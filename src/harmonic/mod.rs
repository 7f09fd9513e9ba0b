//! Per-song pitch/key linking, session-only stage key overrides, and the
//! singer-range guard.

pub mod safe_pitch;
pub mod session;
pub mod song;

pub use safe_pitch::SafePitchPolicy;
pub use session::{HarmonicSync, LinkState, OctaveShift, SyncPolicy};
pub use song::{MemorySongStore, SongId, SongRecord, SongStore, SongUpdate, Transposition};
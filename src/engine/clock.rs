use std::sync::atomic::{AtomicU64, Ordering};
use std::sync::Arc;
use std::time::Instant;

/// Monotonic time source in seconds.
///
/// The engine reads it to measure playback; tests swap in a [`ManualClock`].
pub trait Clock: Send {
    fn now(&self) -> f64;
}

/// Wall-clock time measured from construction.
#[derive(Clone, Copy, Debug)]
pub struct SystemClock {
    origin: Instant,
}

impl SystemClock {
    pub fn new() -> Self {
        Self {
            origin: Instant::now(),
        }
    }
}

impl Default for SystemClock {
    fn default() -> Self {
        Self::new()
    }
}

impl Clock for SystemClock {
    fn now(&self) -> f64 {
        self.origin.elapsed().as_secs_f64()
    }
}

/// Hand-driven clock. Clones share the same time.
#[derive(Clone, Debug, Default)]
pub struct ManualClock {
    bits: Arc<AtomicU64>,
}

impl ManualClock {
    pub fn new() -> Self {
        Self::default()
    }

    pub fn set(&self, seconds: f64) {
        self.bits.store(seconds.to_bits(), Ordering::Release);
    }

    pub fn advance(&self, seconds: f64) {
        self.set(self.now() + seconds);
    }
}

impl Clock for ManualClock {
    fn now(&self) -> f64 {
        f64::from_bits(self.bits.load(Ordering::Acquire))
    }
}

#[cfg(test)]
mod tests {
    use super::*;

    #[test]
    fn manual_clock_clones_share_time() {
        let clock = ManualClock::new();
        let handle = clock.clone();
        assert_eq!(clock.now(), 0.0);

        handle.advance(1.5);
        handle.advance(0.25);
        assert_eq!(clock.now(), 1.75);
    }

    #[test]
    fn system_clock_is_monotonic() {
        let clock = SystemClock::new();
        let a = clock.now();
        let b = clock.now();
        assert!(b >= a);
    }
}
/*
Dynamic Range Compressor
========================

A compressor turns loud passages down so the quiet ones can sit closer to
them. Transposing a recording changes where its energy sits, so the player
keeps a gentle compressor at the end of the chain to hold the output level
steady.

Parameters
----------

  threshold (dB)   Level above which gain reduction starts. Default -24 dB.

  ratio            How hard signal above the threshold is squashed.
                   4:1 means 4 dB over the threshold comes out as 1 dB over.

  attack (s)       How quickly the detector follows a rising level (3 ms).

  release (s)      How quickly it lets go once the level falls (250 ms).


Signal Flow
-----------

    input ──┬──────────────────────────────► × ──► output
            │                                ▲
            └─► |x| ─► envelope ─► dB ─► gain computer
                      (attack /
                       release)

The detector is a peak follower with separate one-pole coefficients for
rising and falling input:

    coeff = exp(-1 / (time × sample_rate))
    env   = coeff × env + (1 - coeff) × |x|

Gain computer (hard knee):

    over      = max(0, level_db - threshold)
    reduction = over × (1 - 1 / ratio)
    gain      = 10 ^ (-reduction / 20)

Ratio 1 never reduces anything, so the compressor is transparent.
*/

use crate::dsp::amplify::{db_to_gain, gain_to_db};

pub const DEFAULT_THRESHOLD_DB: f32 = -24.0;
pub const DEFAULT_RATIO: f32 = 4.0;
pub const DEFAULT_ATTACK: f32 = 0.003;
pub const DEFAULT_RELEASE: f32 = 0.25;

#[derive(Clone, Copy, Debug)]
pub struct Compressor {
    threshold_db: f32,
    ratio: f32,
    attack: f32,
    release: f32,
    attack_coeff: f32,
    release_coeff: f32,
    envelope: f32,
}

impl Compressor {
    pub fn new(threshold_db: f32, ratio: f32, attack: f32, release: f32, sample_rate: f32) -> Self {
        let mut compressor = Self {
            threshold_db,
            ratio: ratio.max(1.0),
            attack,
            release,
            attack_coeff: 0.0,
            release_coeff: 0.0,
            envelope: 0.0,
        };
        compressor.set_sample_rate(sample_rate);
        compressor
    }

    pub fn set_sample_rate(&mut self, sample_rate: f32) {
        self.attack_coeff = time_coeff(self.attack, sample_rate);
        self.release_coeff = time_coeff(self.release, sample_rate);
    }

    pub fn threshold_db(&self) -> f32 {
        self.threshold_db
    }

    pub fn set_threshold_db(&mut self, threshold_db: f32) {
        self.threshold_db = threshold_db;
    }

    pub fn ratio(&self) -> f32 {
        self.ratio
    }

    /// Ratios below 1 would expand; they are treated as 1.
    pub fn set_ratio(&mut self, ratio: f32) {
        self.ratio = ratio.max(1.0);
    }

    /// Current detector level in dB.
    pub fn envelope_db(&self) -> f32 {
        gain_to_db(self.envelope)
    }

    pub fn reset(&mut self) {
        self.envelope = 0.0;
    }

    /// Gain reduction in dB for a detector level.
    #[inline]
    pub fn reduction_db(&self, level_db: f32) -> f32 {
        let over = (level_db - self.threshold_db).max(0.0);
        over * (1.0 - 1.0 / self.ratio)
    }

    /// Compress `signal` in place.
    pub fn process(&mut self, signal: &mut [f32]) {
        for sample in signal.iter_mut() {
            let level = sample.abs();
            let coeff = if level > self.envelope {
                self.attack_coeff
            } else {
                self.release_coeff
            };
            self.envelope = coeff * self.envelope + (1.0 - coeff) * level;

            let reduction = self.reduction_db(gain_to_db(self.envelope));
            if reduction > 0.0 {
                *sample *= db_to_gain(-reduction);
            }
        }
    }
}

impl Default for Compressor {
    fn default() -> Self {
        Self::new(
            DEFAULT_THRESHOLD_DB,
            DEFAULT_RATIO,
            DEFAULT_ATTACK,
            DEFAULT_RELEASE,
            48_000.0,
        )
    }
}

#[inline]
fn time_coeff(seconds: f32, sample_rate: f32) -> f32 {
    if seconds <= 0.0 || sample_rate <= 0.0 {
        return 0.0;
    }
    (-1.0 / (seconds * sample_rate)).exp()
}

--*--

- _WHAT YOU NEED TO DO_
Write out all records exactly, keeping every detail.

- _REPLY_
filename src/harmonic/mod.rs
repository 7f09fd9513e9ba0b
//! Per-song pitch/key linking, session-only stage key overrides, and the
//! singer-range guard.

pub mod safe_pitch;
pub mod session;
pub mod song;

pub use safe_pitch::SafePitchPolicy;
pub use session::{HarmonicSync, LinkState, OctaveShift, SyncPolicy};
pub use song::{MemorySongStore, SongId, SongRecord, SongStore, SongUpdate, Transposition};
filename src/engine/clock.rs
use std::sync::atomic::{AtomicU64, Ordering};
use std::sync::Arc;
use std::time::Instant;

/// Monotonic time source in seconds.
///
/// The engine reads it to measure playback; tests swap in a [`ManualClock`].
pub trait Clock: Send {
    fn now(&self) -> f64;
}

/// Wall-clock time measured from construction.
#[derive(Clone, Copy, Debug)]
pub struct SystemClock {
    origin: Instant,
}

impl SystemClock {
    pub fn new() -> Self {
        Self {
            origin: Instant::now(),
        }
    }
}

impl Default for SystemClock {
    fn default() -> Self {
        Self::new()
    }
}

impl Clock for SystemClock {
    fn now(&self) -> f64 {
        self.origin.elapsed().as_secs_f64()
    }
}

/// Hand-driven clock. Clones share the same time.
#[derive(Clone, Debug, Default)]
pub struct ManualClock {
    bits: Arc<AtomicU64>,
}

impl ManualClock {
    pub fn new() -> Self {
        Self::default()
    }

    pub fn set(&self, seconds: f64) {
        self.bits.store(seconds.to_bits(), Ordering::Release);
    }

    pub fn advance(&self, seconds: f64) {
        self.set(self.now() + seconds);
    }
}

impl Clock for ManualClock {
    fn now(&self) -> f64 {
        f64::from_bits(self.bits.load(Ordering::Acquire))
    }
}

#[cfg(test)]
mod tests {
    use super::*;

    #[test]
    fn manual_clock_clones_share_time() {
        let clock = ManualClock::new();
        let handle = clock.clone();
        assert_eq!(clock.now(), 0.0);

        handle.advance(1.5);
        handle.advance(0.25);
        assert_eq!(clock.now(), 1.75);
    }

    #[test]
    fn system_clock_is_monotonic() {
        let clock = SystemClock::new();
        let a = clock.now();
        let b = clock.now();
        assert!(b >= a);
    }
}
/*
Dynamic Range Compressor
========================

A compressor turns loud passages down so the quiet ones can sit closer to
them. Transposing a recording changes where its energy sits, so the player
keeps a gentle compressor at the end of the chain to hold the output level
steady.

Parameters
----------

  threshold (dB)   Level above which gain reduction starts. Default -24 dB.

  ratio            How hard signal above the threshold is squashed.
                   4:1 means 4 dB over the threshold comes out as 1 dB over.

  attack (s)       How quickly the detector follows a rising level (3 ms).

  release (s)      How quickly it lets go once the level falls (250 ms).


Signal Flow
-----------

    input ──┬──────────────────────────────► × ──► output
            │                                ▲
            └─► |x| ─► envelope ─► dB ─► gain computer
                      (attack /
                       release)

The detector is a peak follower with separate one-pole coefficients for
rising and falling input:

    coeff = exp(-1 / (time × sample_rate))
    env   = coeff × env + (1 - coeff) × |x|

Gain computer (hard knee):

    over      = max(0, level_db - threshold)
    reduction = over × (1 - 1 / ratio)
    gain      = 10 ^ (-reduction / 20)

Ratio 1 never reduces anything, so the compressor is transparent.
*/

use crate::dsp::amplify::{db_to_gain, gain_to_db};

pub const DEFAULT_THRESHOLD_DB: f32 = -24.0;
pub const DEFAULT_RATIO: f32 = 4.0;
pub const DEFAULT_ATTACK: f32 = 0.003;
pub const DEFAULT_RELEASE: f32 = 0.25;

#[derive(Clone, Copy, Debug)]
pub struct Compressor {
    threshold_db: f32,
    ratio: f32,
    attack: f32,
    release: f32,
    attack_coeff: f32,
    release_coeff: f32,
    envelope: f32,
}

impl Compressor {
    pub fn new(threshold_db: f32, ratio: f32, attack: f32, release: f32, sample_rate: f32) -> Self {
        let mut compressor = Self {
            threshold_db,
            ratio: ratio.max(1.0),
            attack,
            release,
            attack_coeff: 0.0,
            release_coeff: 0.0,
            envelope: 0.0,
        };
        compressor.set_sample_rate(sample_rate);
        compressor
    }

    pub fn set_sample_rate(&mut self, sample_rate: f32) {
        self.attack_coeff = time_coeff(self.attack, sample_rate);
        self.release_coeff = time_coeff(self.release, sample_rate);
    }

    pub fn threshold_db(&self) -> f32 {
        self.threshold_db
    }

    pub fn set_threshold_db(&mut self, threshold_db: f32) {
        self.threshold_db = threshold_db;
    }

    pub fn ratio(&self) -> f32 {
        self.ratio
    }

    /// Ratios below 1 would expand; they are treated as 1.
    pub fn set_ratio(&mut self, ratio: f32) {
        self.ratio = ratio.max(1.0);
    }

    /// Current detector level in dB.
    pub fn envelope_db(&self) -> f32 {
        gain_to_db(self.envelope)
    }

    pub fn reset(&mut self) {
        self.envelope = 0.0;
    }

    /// Gain reduction in dB for a detector level.
    #[inline]
    pub fn reduction_db(&self, level_db: f32) -> f32 {
        let over = (level_db - self.threshold_db).max(0.0);
        over * (1.0 - 1.0 / self.ratio)
    }

    /// Compress `signal` in place.
    pub fn process(&mut self, signal: &mut [f32]) {
        for sample in signal.iter_mut() {
            let level = sample.abs();
            let coeff = if level > self.envelope {
                self.attack_coeff
            } else {
                self.release_coeff
            };
            self.envelope = coeff * self.envelope + (1.0 - coeff) * level;

            let reduction = self.reduction_db(gain_to_db(self.envelope));
            if reduction > 0.0 {
                *sample *= db_to_gain(-reduction);
            }
        }
    }
}

impl Default for Compressor {
    fn default() -> Self {
        Self::new(
            DEFAULT_THRESHOLD_DB,
            DEFAULT_RATIO,
            DEFAULT_ATTACK,
            DEFAULT_RELEASE,
            48_000.0,
        )
    }
}

#[inline]
fn time_coeff(seconds: f32, sample_rate: f32) -> f32 {
    if seconds <= 0.0 || sample_rate <= 0.0 {
        return 0.0;
    }
    (-1.0 / (seconds * sample_rate)).exp()
}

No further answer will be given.